Start of DATA SHOWN

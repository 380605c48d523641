//! Per-call request orchestration.
//!
//! # Pipeline
//! ```text
//! request(method, path, options)
//!     → versioned path (strip v1/ v2/, apply chosen version)
//!     → WriteGate (read-only check, no side effects)
//!     → over budget? one bounded backstop wait
//!     → RetryPolicy (unless skip_retry)
//!         → admission (hard 429 if still over budget, no network call)
//!         → transport
//!         → status >= 400: ErrorClassifier
//!     → decode body
//! ```

use std::fmt;
use std::sync::Arc;
use std::time::Duration;
use reqwest::Method;
use serde::de::DeserializeOwned;
use serde_json::Value;
use tokio::time::{sleep, Instant};
use uuid::Uuid;

use crate::config::GatewayConfig;
use crate::error::{ErrorClassifier, OperationResult, RawFailure};
use crate::http::request::{build_versioned_path, ApiVersion, RequestOptions};
use crate::http::transport::{ReqwestTransport, Transport, TransportError, TransportRequest};
use crate::observability::metrics;
use crate::resilience::RetryPolicy;
use crate::security::{RateAdmitter, RateStatus, WriteGate};

/// Sends every outbound call. One instance is shared by all modules of a client.
pub struct RequestExecutor {
    base_url: String,
    default_version: ApiVersion,
    transport: Arc<dyn Transport>,
    write_gate: WriteGate,
    admitter: RateAdmitter,
    retry: RetryPolicy,
    classifier: ErrorClassifier,
    backstop: Duration,
}

impl RequestExecutor {
    /// Build an executor over the production `reqwest` transport.
    pub fn from_config(config: &GatewayConfig) -> Result<Self, TransportError> {
        let transport = ReqwestTransport::new(&config.api)?;
        Ok(Self::with_transport(config, Arc::new(transport)))
    }

    pub fn with_transport(config: &GatewayConfig, transport: Arc<dyn Transport>) -> Self {
        Self {
            base_url: config.api.base_url.trim_end_matches('/').to_string(),
            default_version: config.api.default_version,
            transport,
            write_gate: WriteGate::new(config.api.read_only),
            admitter: RateAdmitter::from_config(&config.rate_limit),
            retry: RetryPolicy::new(&config.retries),
            classifier: ErrorClassifier::new(&config.errors),
            backstop: Duration::from_millis(config.rate_limit.backstop_ms),
        }
    }

    /// Replace the retry policy, e.g. to narrow which statuses are retried.
    pub fn with_retry_policy(mut self, retry: RetryPolicy) -> Self {
        self.retry = retry;
        self
    }

    pub fn default_version(&self) -> ApiVersion {
        self.default_version
    }

    pub fn is_read_only(&self) -> bool {
        self.write_gate.is_read_only()
    }

    pub fn rate_admitter(&self) -> &RateAdmitter {
        &self.admitter
    }

    pub fn rate_status(&self) -> RateStatus {
        self.admitter.get_status()
    }

    pub fn classifier(&self) -> &ErrorClassifier {
        &self.classifier
    }

    /// Issue one logical call, retrying transient failures.
    pub async fn request<T: DeserializeOwned>(
        &self,
        method: Method,
        path: &str,
        options: RequestOptions,
    ) -> OperationResult<T> {
        let version = options.api_version.unwrap_or(self.default_version);
        let path = build_versioned_path(path, version);

        self.write_gate.check(&method, &path)?;

        if !options.skip_rate_limit && !self.admitter.check_limit() {
            let wait = self.admitter.get_reset_time().min(self.backstop);
            tracing::warn!(
                path = %path,
                wait_ms = wait.as_millis() as u64,
                "Request budget exhausted, backing off once"
            );
            metrics::record_rate_limited("backstop");
            sleep(wait).await;
        }

        let request_id = Uuid::new_v4();
        let attempt = || self.attempt(&method, &path, &options, request_id);
        let value = if options.skip_retry {
            attempt().await?
        } else {
            self.retry.execute(attempt).await?
        };

        serde_json::from_value(value)
            .map_err(|e| self.classifier.format_error(RawFailure::Native(Box::new(e)), &path))
    }

    async fn attempt(
        &self,
        method: &Method,
        path: &str,
        options: &RequestOptions,
        request_id: Uuid,
    ) -> OperationResult<Value> {
        if !options.skip_rate_limit && !self.admitter.try_acquire() {
            let reset = self.admitter.get_reset_time();
            metrics::record_rate_limited("rejected");
            tracing::warn!(
                request_id = %request_id,
                path = %path,
                reset_ms = reset.as_millis() as u64,
                "Request rejected: rate limit still exceeded"
            );
            return Err(self
                .classifier
                .create_rate_limit_error(path, Some(ceil_secs(reset))));
        }

        let request = TransportRequest {
            method: method.clone(),
            url: format!("{}/{}", self.base_url, path),
            headers: options
                .headers
                .iter()
                .map(|(k, v)| (k.clone(), v.clone()))
                .collect(),
            query: options
                .params
                .iter()
                .map(|(k, v)| (k.clone(), v.clone()))
                .collect(),
            body: options.body.clone(),
        };

        let started = Instant::now();
        let response = match self.transport.send(request).await {
            Ok(response) => response,
            Err(e) => {
                tracing::warn!(
                    request_id = %request_id,
                    method = %method,
                    path = %path,
                    error = %e,
                    "Transport failure"
                );
                metrics::record_request(method.as_str(), 0, started);
                return Err(self.classifier.format_error(RawFailure::Native(Box::new(e)), path));
            }
        };

        metrics::record_request(method.as_str(), response.status, started);
        tracing::debug!(
            request_id = %request_id,
            method = %method,
            path = %path,
            status = response.status,
            elapsed_ms = started.elapsed().as_millis() as u64,
            "Upstream responded"
        );

        if response.status >= 400 {
            return Err(self.classifier.format_http_error(&response, path));
        }

        Ok(parse_body(&response.body))
    }
}

/// Empty bodies decode as `null`; non-JSON bodies are kept as a string.
fn parse_body(body: &str) -> Value {
    if body.trim().is_empty() {
        return Value::Null;
    }
    serde_json::from_str(body).unwrap_or_else(|_| Value::String(body.to_string()))
}

fn ceil_secs(duration: Duration) -> u64 {
    (duration.as_millis() as u64).div_ceil(1000)
}

impl fmt::Debug for RequestExecutor {
    fn fmt(&self, f: &mut fmt::Formatter<'_>) -> fmt::Result {
        f.debug_struct("RequestExecutor")
            .field("base_url", &self.base_url)
            .field("default_version", &self.default_version)
            .field("read_only", &self.write_gate.is_read_only())
            .field("rate_limit", &self.admitter.limit())
            .field("retry", &self.retry)
            .finish()
    }
}
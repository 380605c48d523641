//! Sequential steps with best-effort compensating rollback.
//!
//! # Rules
//! - Steps run strictly in order; the first failure stops the sequence
//! - Only steps that already succeeded are rolled back, newest first
//! - The failing step's own rollback never runs
//! - Rollback failures are logged and dropped; the step failure is returned

use std::fmt::Display;
use std::future::Future;
use futures_util::future::BoxFuture;

use crate::orchestrator::Orchestrator;

type ExecuteFn<'a, T, E> = Box<dyn FnOnce() -> BoxFuture<'a, Result<T, E>> + Send + 'a>;
type RollbackFn<'a, T, E> = Box<dyn FnOnce(&T) -> BoxFuture<'a, Result<(), E>> + Send + 'a>;

/// One unit of work in [`Orchestrator::transaction`].
pub struct TransactionStep<'a, T, E> {
    name: String,
    execute: ExecuteFn<'a, T, E>,
    rollback: Option<RollbackFn<'a, T, E>>,
}

impl<'a, T, E> TransactionStep<'a, T, E> {
    pub fn new<F, Fut>(name: impl Into<String>, execute: F) -> Self
    where
        F: FnOnce() -> Fut + Send + 'a,
        Fut: Future<Output = Result<T, E>> + Send + 'a,
    {
        Self {
            name: name.into(),
            execute: Box::new(move || Box::pin(execute())),
            rollback: None,
        }
    }

    /// Compensation for this step; receives the value the step produced.
    pub fn with_rollback<F, Fut>(mut self, rollback: F) -> Self
    where
        F: FnOnce(&T) -> Fut + Send + 'a,
        Fut: Future<Output = Result<(), E>> + Send + 'a,
    {
        self.rollback = Some(Box::new(move |value: &T| -> BoxFuture<'a, Result<(), E>> {
            Box::pin(rollback(value))
        }));
        self
    }

    pub fn name(&self) -> &str {
        &self.name
    }
}

impl Orchestrator {
    /// Execute `steps` in order, compensating completed ones on failure.
    pub async fn transaction<'a, T, E>(&self, steps: Vec<TransactionStep<'a, T, E>>) -> Result<Vec<T>, E>
    where
        E: Display,
    {
        let mut completed: Vec<(String, T, Option<RollbackFn<'a, T, E>>)> = Vec::with_capacity(steps.len());

        for step in steps {
            let TransactionStep {
                name,
                execute,
                rollback,
            } = step;

            match execute().await {
                Ok(value) => {
                    tracing::debug!(step = %name, "Transaction step completed");
                    completed.push((name, value, rollback));
                }
                Err(error) => {
                    tracing::warn!(
                        step = %name,
                        error = %error,
                        completed = completed.len(),
                        "Transaction step failed, rolling back"
                    );
                    for (done, value, rollback) in completed.into_iter().rev() {
                        let Some(rollback) = rollback else {
                            continue;
                        };
                        if let Err(rollback_error) = rollback(&value).await {
                            tracing::warn!(
                                step = %done,
                                error = %rollback_error,
                                "Rollback failed, continuing"
                            );
                        }
                    }
                    return Err(error);
                }
            }
        }

        Ok(completed.into_iter().map(|(_, value, _)| value).collect())
    }
}
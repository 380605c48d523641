//! Exponential backoff with optional jitter.

use std::time::Duration;
use rand::Rng;

/// Delay before retrying after the `attempt`-th failure (1-based).
///
/// `base_ms × 2^(attempt-1)`, capped at `max_ms`. Attempt 0 waits nothing.
pub fn calculate_backoff(attempt: u32, base_ms: u64, max_ms: u64) -> Duration {
    if attempt == 0 {
        return Duration::from_millis(0);
    }

    let exponential_base = 2u64.saturating_pow(attempt - 1);
    let delay_ms = base_ms.saturating_mul(exponential_base);
    Duration::from_millis(delay_ms.min(max_ms))
}

/// Add 0 to 10% jitter, never exceeding `max`.
pub fn apply_jitter(delay: Duration, max: Duration) -> Duration {
    let delay_ms = delay.as_millis() as u64;
    let jitter_range = delay_ms / 10;
    let jitter = if jitter_range > 0 {
        rand::thread_rng().gen_range(0..jitter_range)
    } else {
        0
    };

    Duration::from_millis(delay_ms + jitter).min(max)
}
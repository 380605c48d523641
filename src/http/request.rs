//! Request options and versioned path construction.

use std::collections::BTreeMap;
use std::fmt;
use serde::{Deserialize, Serialize};
use serde_json::Value;

/// Booking-platform API generation.
#[derive(Debug, Clone, Copy, PartialEq, Eq, Hash, Serialize, Deserialize)]
#[serde(rename_all = "lowercase")]
pub enum ApiVersion {
    V1,
    V2,
}

impl ApiVersion {
    pub fn as_str(&self) -> &'static str {
        match self {
            ApiVersion::V1 => "v1",
            ApiVersion::V2 => "v2",
        }
    }
}

impl fmt::Display for ApiVersion {
    fn fmt(&self, f: &mut fmt::Formatter<'_>) -> fmt::Result {
        f.write_str(self.as_str())
    }
}

impl std::str::FromStr for ApiVersion {
    type Err = String;

    fn from_str(s: &str) -> Result<Self, Self::Err> {
        match s.trim().to_ascii_lowercase().as_str() {
            "v1" | "1" => Ok(ApiVersion::V1),
            "v2" | "2" => Ok(ApiVersion::V2),
            other => Err(format!("unknown API version '{}'", other)),
        }
    }
}

/// Per-call options for [`RequestExecutor::request`](crate::http::RequestExecutor::request).
#[derive(Debug, Clone, Default, PartialEq)]
pub struct RequestOptions {
    pub headers: BTreeMap<String, String>,
    pub body: Option<Value>,
    pub params: BTreeMap<String, String>,
    pub api_version: Option<ApiVersion>,
    pub skip_rate_limit: bool,
    pub skip_retry: bool,
}

impl RequestOptions {
    pub fn new() -> Self {
        Self::default()
    }

    pub fn header(mut self, name: impl Into<String>, value: impl Into<String>) -> Self {
        self.headers.insert(name.into(), value.into());
        self
    }

    pub fn body(mut self, body: Value) -> Self {
        self.body = Some(body);
        self
    }

    pub fn param(mut self, name: impl Into<String>, value: impl ToString) -> Self {
        self.params.insert(name.into(), value.to_string());
        self
    }

    pub fn params<I, K, V>(mut self, params: I) -> Self
    where
        I: IntoIterator<Item = (K, V)>,
        K: Into<String>,
        V: ToString,
    {
        for (k, v) in params {
            self.params.insert(k.into(), v.to_string());
        }
        self
    }

    pub fn api_version(mut self, version: ApiVersion) -> Self {
        self.api_version = Some(version);
        self
    }

    pub fn skip_rate_limit(mut self) -> Self {
        self.skip_rate_limit = true;
        self
    }

    pub fn skip_retry(mut self) -> Self {
        self.skip_retry = true;
        self
    }
}

/// Strip any leading slash and `v1/`/`v2/` prefix, then prefix `version`.
pub fn build_versioned_path(path: &str, version: ApiVersion) -> String {
    let trimmed = path.trim_start_matches('/');
    let unversioned = ["v1", "v2"]
        .iter()
        .find_map(|prefix| {
            let rest = trimmed.strip_prefix(prefix)?;
            if rest.is_empty() {
                Some("")
            } else {
                rest.strip_prefix('/')
            }
        })
        .unwrap_or(trimmed);

    if unversioned.is_empty() {
        version.as_str().to_string()
    } else {
        format!("{}/{}", version, unversioned)
    }
}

End of DATA SHOWN

> EXERCISE DIRECTIONS:
In the records above, find every line with the word "never" and copy it.

> WRITTEN REPLY:
//! - The failing step's own rollback never runs
/// Add 0 to 10% jitter, never exceeding `max`.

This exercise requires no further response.